Principles for Adding Preset Resources When Scale-out Rules Are Executed
Each cluster can configure up to 10 types of scaling specifications. When the scale-out rule is triggered, the scale-out will be executed based on the priority of the specifications. If the high-priority specification resources are insufficient, the sub-priority resources will be combined with high-priority resources to supplement the calculation resources (following the same order for pay-as-you-go and spot instances).
When resources are sufficient: 1 > 2 > 3 > 4 > 5
Example:
When 5 types of specifications are preset and resources are sufficient, if the scale-out rule is triggered to scale out 10 nodes, 10 nodes will be scaled out based on specification 1 in sequence, and the other preset specifications will not be selected.
When resources are insufficient: 1+2 > 1+2+3 > 1+2+3+4 > 1+2+3+4+5
Example:
When preset specification 1 has 8 nodes, specification 2 has 4 nodes, and specification 3 has 3 nodes, if the scale-out rule triggers the need to scale out 13 nodes, 8 nodes will be scaled out based on specification 1, 4 nodes will be scaled out based on specification 2, and 1 node will be scaled out based on specification 3 in the sequence.
When the resource specification is out of stock, assuming specification 2 is unavailable: 1+3 > 1+3+4 > 1+3+4+5.
Example:
When preset specification 1 has 8 nodes, specification 2 is unavailable, and specification 3 has 3 nodes, if the scale-out rule is triggered to scale out 10 nodes, 8 nodes will be scaled out based on specification 1, specification 2 will not be selected, and 2 nodes will be scaled out based on specification 3 in the sequence.
When preset specification 1 has 8 nodes and all other preset specifications are unavailable, if the scale-out rule is triggered to scale out 10 nodes, 8 nodes will be scaled out based on specification 1, with partial success in scale-out.
Scale-out methods: You can choose from nodes, memory, or cores.
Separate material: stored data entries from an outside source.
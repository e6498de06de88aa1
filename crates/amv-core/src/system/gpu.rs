//! Vendor diagnostic tools that name a physically present accelerator.
//!
//! Works even when no accelerated runtime is installed yet, which is how a
//! fresh install learns it should offer GPU mode.

use crate::platform::run_blocking_with_timeout;
use std::path::PathBuf;
use std::process::Command;
use std::time::Duration;
use tracing::debug;

/// Names an accelerator without needing a runtime.
pub trait VendorDiagnostic: Send + Sync {
    /// Name of the first accelerator, or `None` when nothing answers.
    fn device_name(&self) -> Option<String>;
}

/// NVIDIA accelerator detection via nvidia-smi.
#[derive(Debug, Clone)]
pub struct NvidiaSmi {
    program: PathBuf,
    timeout: Duration,
}

impl NvidiaSmi {
    pub fn new(program: impl Into<PathBuf>, timeout: Duration) -> Self {
        Self {
            program: program.into(),
            timeout,
        }
    }
}

impl VendorDiagnostic for NvidiaSmi {
    fn device_name(&self) -> Option<String> {
        let mut cmd = Command::new(&self.program);
        cmd.args(["--query-gpu=name", "--format=csv,noheader,nounits"]);

        match run_blocking_with_timeout(&mut cmd, self.timeout) {
            Ok(output) if output.success() => first_device(&output.stdout),
            Ok(output) => {
                debug!("nvidia-smi returned non-zero: {}", output.stderr.trim());
                None
            }
            Err(e) => {
                debug!("Failed to run nvidia-smi: {}", e);
                None
            }
        }
    }
}

fn first_device(stdout: &str) -> Option<String> {
    stdout
        .lines()
        .next()
        .map(str::trim)
        .filter(|name| !name.is_empty())
        .map(str::to_string)
}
All three methods only support non-zero integer input. When you select cores or memory as the method, the scale-out process ensures maximum computing power by converting the node quantity accordingly.
Example:
When you scale out by cores, if the scale-out rule is set to 10 cores but the specification priority is for 8-core nodes, the rule will trigger the scale-out of two 8-core nodes.
When you scale out by memory, if the scale-out rule is set to 20 GB but the specification priority is for 16 GB nodes, the rule will trigger the scale-out of two 16 GB nodes.
Principles for Scaling out Elastic Nodes When “Achieve Targets as Possible” Is Enabled
During peak order placement, auto scale-out may result in the actual number of scale-out machines failing to reach the elastic target quantity due to resource contention. When the “Achieve Targets as Possible” policy is enabled and the configured scaling specification resources are sufficient, the system will automatically retry resource requests until the target quantity is achieved or approached.
Note:
The maximum retry count is 5. After this limit is reached, no more retries will be made regardless of whether the scale-out quantity has achieved the target quantity.
The priority of preset resource specifications is 1 > 2 > 3 > 4 > 5, assuming that preset specification 1 has 8 nodes, specification 2 has 2 nodes, specification 3 has 6 nodes, and specification 4 has 6 nodes.
Example:
Achieve Targets as Possible is not enabled: If the scale-out rule triggers the need to scale out 15 nodes, 8 nodes will be scaled out on specification 1, 2 nodes will be scaled out on specification 2, and 5 nodes will be scaled out on specification 3 in the sequence. Due to resource contention, the actual allocation is: 8 nodes scaled out on specification 1, 0 nodes scaled out on specification 2, and 5 nodes scaled out on specification 3. A total of 13 nodes are scaled out, indicating that the scale-out is partially successful.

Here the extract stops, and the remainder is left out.